(Task instructions):
Find every line in the records below that holds the word "calls", and copy it out.

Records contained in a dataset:
//! Agent WebSocket RPC frame envelope (spec §4.2, §6.1).
//!
//! One JSON object per WebSocket text frame. `type` selects the variant; field names are
//! shared across both call directions so the same envelope works for gateway→agent calls,
//! agent→gateway calls, and agent→gateway push notifications.

use serde::{Deserialize, Serialize};
use uuid::Uuid;

/// Correlates a `call` with its `result`/`error`, and a streaming `notify` with its call.
pub type CallId = Uuid;

/// One RPC error, carried inside an `error` frame or as an outbound-call failure.
#[derive(Clone, Debug, Serialize, Deserialize, thiserror::Error)]
#[error("{message}")]
pub struct RpcError {
    pub message: String,
    #[serde(default, skip_serializing_if = "Option::is_none")]
    pub code: Option<String>,
}

impl RpcError {
    pub fn new(message: impl Into<String>) -> Self {
        Self {
            message: message.into(),
            code: None,
        }
    }

    pub fn with_code(message: impl Into<String>, code: impl Into<String>) -> Self {
        Self {
            message: message.into(),
            code: Some(code.into()),
        }
    }
}

/// Frame envelope exchanged over the agent WebSocket.
///
/// Each variant maps to a JSON object with `"type": "<variant_name>"`.
#[derive(Clone, Debug, Serialize, Deserialize)]
#[serde(tag = "type", rename_all = "snake_case")]
pub enum Frame {
    /// A request expecting exactly one `Result` or `Error` reply, in either direction.
    Call {
        id: CallId,
        method: String,
        args: serde_json::Value,
    },
    /// Successful reply to a `Call`.
    Result { id: CallId, value: serde_json::Value },
    /// Failed reply to a `Call`.
    Error { id: CallId, error: RpcError },
    /// Fire-and-forget push; no reply is expected. Used for streaming chunks
    /// (`receiveCompletion`) and for the gateway→agent cancel signal.
    Notify {
        #[serde(default, skip_serializing_if = "Option::is_none")]
        id: Option<CallId>,
        method: String,
        args: serde_json::Value,
    },
}

impl Frame {
    pub fn call(id: CallId, method: impl Into<String>, args: serde_json::Value) -> Self {
        Frame::Call {
            id,
            method: method.into(),
            args,
        }
    }

    pub fn result(id: CallId, value: serde_json::Value) -> Self {
        Frame::Result { id, value }
    }

    pub fn error(id: CallId, error: RpcError) -> Self {
        Frame::Error { id, error }
    }

    pub fn notify(id: Option<CallId>, method: impl Into<String>, args: serde_json::Value) -> Self {
        Frame::Notify {
            id,
            method: method.into(),
            args,
        }
    }
}

#[cfg(test)]
mod tests {
    use super::*;

    #[test]
    fn call_roundtrip() {
        let id = Uuid::nil();
        let frame = Frame::call(id, "startModel", serde_json::json!({"model": "m1"}));
        let json = serde_json::to_string(&frame).unwrap();
        assert!(json.contains("\"type\":\"call\""));
        assert!(json.contains("\"method\":\"startModel\""));
        let parsed: Frame = serde_json::from_str(&json).unwrap();
        match parsed {
            Frame::Call { method, args, .. } => {
                assert_eq!(method, "startModel");
                assert_eq!(args["model"], "m1");
            }
            _ => panic!("expected Call"),
        }
    }

    #[test]
    fn notify_without_id_roundtrip() {
        let frame = Frame::notify(None, "error", serde_json::json!({"error": "boom"}));
        let json = serde_json::to_string(&frame).unwrap();
        assert!(!json.contains("\"id\""));
        let parsed: Frame = serde_json::from_str(&json).unwrap();
        assert!(matches!(parsed, Frame::Notify { id: None, .. }));
    }

    #[test]
    fn error_roundtrip_carries_code() {
        let id = Uuid::new_v4();
        let frame = Frame::error(id, RpcError::with_code("timed out", "call_timeout"));
        let json = serde_json::to_string(&frame).unwrap();
        let parsed: Frame = serde_json::from_str(&json).unwrap();
        match parsed {
            Frame::Error { error, .. } => {
                assert_eq!(error.code.as_deref(), Some("call_timeout"));
            }
            _ => panic!("expected Error"),
        }
    }

    #[test]
    fn malformed_frame_fails_to_parse() {
        let result: Result<Frame, _> = serde_json::from_str("{\"type\":\"bogus\"}");
        assert!(result.is_err());
    }
}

(Response below):
//! shared across both call directions so the same envelope works for gateway→agent calls,
//! agent→gateway calls, and agent→gateway push notifications.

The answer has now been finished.